Navidea and Platinum Enter Into Agreement Reaffirming Loan Obligations and Agreeing to Standstill Provisions

- Two Directors Nominated by Third Parties to Be Appointed to Navidea Board, One Current Navidea Director to Resign -

DUBLIN, Ohio--()--Navidea Biopharmaceuticals, Inc. (NYSE MKT:NAVB) (“Navidea” or the “Company”) announced today that Navidea and Platinum Management (NY) LLC and certain of its affiliated individuals and entities (referred to in this press release collectively as “Platinum”) have entered into a definitive agreement (the “Agreement”) that among other things reaffirms Platinum’s existing loan agreement with Navidea that was entered into on July 25, 2012. The Agreement also confirms that Platinum concurs with the appointment of two individuals to the Navidea Board of Directors. The Agreement contemplates that Mark Greene, M.D., Ph.D., FRCP and Tony Fiorino, M.D. Ph.D. will be elected to fill vacancies on the Board in the classes of directors whose terms will expire at the annual meetings of stockholders to be held in 2017 and 2018, respectively. Other stockholders of the Company not affiliated with Platinum had recently informed the Company that they intended to nominate Dr. Greene and Dr. Fiorino for election at the upcoming annual meeting of stockholders of the Company to be held in 2016. In view of the Agreement, the Company does not expect a director election contest at the 2016 annual meeting. In addition, the Agreement provides that Mr. Brendan Ford, a current member of the Board, will resign from the Board immediately following the filing of the Company’s Annual Report on Form 10-K for the year ended December 31, 2015. At that time, Dr. Michael Goldberg, a member of the Company’s Board, will also resign as the Chief Executive Officer of the Company’s subsidiary, Macrophage Therapeutics, Inc.
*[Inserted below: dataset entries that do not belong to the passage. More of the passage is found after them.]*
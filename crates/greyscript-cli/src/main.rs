use std::process::exit;

use clap::Parser;

use crate::args::GreyScriptCliArgs;

pub mod args;
pub mod commands;
pub mod host;

#[derive(Debug, Clone)]
pub struct Context;

#[tokio::main]
async fn main() {
    env_logger::init();
    let mut context = Context;
    let args = GreyScriptCliArgs::parse();
    match context.execute(args).await {
        Ok(()) => exit(0),
        Err(err) => {
            eprintln!("{err:#}");
            exit(1);
        }
    }
}
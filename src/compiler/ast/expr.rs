use std::fmt;

use compact_str::CompactString;
use text_size::TextRange;

use crate::utils::{Indent, Join};

use super::*;

/// An expression.
#[derive(Debug, Clone, PartialEq, Eq)]
pub struct Expr {
    pub kind: ExprKind,
    pub range: TextRange,
}

impl_locatable!(Expr);

impl fmt::Display for Expr {
    fn fmt(&self, f: &mut fmt::Formatter<'_>) -> fmt::Result {
        write!(f, "{}", self.kind)
    }
}

impl Expr {
    /// Identifier, member access, index access or call: the operands a
    /// condition can be keyed on.
    pub fn is_ident_like(&self) -> bool {
        matches!(
            self.kind,
            ExprKind::Ident(_)
                | ExprKind::Member { .. }
                | ExprKind::Index { .. }
                | ExprKind::Call { .. }
        )
    }

    /// Can be the target of an assignment.
    pub fn is_assignable(&self) -> bool {
        matches!(
            self.kind,
            ExprKind::Ident(_) | ExprKind::Member { .. } | ExprKind::Index { .. }
        )
    }
}

/// Kind of expression.
#[derive(Debug, Clone, PartialEq, Eq)]
pub enum ExprKind {
    Lit(Lit),
    Ident(Ident),
    Paren(Box<Expr>),
    Function(Box<Function>),
    Map {
        properties: Vec<MapProperty>,
    },
    List {
        items: Vec<Expr>,
    },
    Unary {
        operator: UnOp,
        argument: Box<Expr>,
    },
    Binary {
        operator: BinOp,
        left: Box<Expr>,
        right: Box<Expr>,
        operands: Vec<CompactString>,
    },
    Logical {
        operator: BinOp,
        left: Box<Expr>,
        right: Box<Expr>,
        operands: Vec<CompactString>,
    },
    Member {
        base: Box<Expr>,
        property: Ident,
    },
    Index {
        base: Box<Expr>,
        index: Box<Expr>,
    },
    Slice {
        base: Box<Expr>,
        start: Option<Box<Expr>>,
        end: Option<Box<Expr>>,
    },
    Call {
        callee: Box<Expr>,
        arguments: Vec<Expr>,
    },
}

impl fmt::Display for ExprKind {
    fn fmt(&self, f: &mut fmt::Formatter<'_>) -> fmt::Result {
        match self {
            ExprKind::Lit(lit) => write!(f, "{lit}"),
            ExprKind::Ident(ident) => write!(f, "{ident}"),
            ExprKind::Paren(expr) => write!(f, "({expr})"),
            ExprKind::Function(function) => write!(f, "{function}"),
            ExprKind::Map { properties } => {
                if properties.is_empty() {
                    write!(f, "{{}}")
                } else {
                    write!(f, "{{\n{}\n}}", properties.iter().join(",\n").indent(4))
                }
            }
            ExprKind::List { items } => write!(f, "[{}]", items.iter().join(", ")),
            ExprKind::Unary { operator, argument } => write!(f, "{operator}{argument}"),
            ExprKind::Binary {
                operator,
                left,
                right,
                ..
            }
            | ExprKind::Logical {
                operator,
                left,
                right,
                ..
            } => write!(f, "{left} {operator} {right}"),
            ExprKind::Member { base, property } => write!(f, "{base}.{property}"),
            ExprKind::Index { base, index } => write!(f, "{base}[{index}]"),
            ExprKind::Slice { base, start, end } => {
                write!(f, "{base}[")?;
                if let Some(start) = start {
                    write!(f, "{start}")?;
                }
                write!(f, ":")?;
                if let Some(end) = end {
                    write!(f, "{end}")?;
                }
                write!(f, "]")
            }
            ExprKind::Call { callee, arguments } => {
                write!(f, "{callee}({})", arguments.iter().join(", "))
            }
        }
    }
}

/// A key / value pair of a map constructor.
#[derive(Debug, Clone, PartialEq, Eq)]
pub struct MapProperty {
    pub key: Expr,
    pub value: Expr,
    pub range: TextRange,
}

impl_locatable!(MapProperty);

impl fmt::Display for MapProperty {
    fn fmt(&self, f: &mut fmt::Formatter<'_>) -> fmt::Result {
        write!(f, "{}: {}", self.key, self.value)
    }
}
Until a replacement is identified by the Macrophage Therapeutics board, Rick Gonzalez, CEO of Navidea, will assume oversight of daily operating activities.

Anton Gueth, Chairman of the Board of Directors of Navidea, commented, “On behalf of the entire Navidea Board and management, I would like to thank Brendan Ford for his valuable service over the years to Navidea and its stockholders. He has made extensive contributions to our Board for many years, and we appreciate his graciousness in this process of reconstituting our Board and facilitating this important agreement with Platinum. I also want to welcome Dr. Greene and Dr. Fiorino to our Board. We look forward to their contributions. The Board is pleased that we have been able to reach this agreement with Platinum, our subordinated lender and largest stockholder.”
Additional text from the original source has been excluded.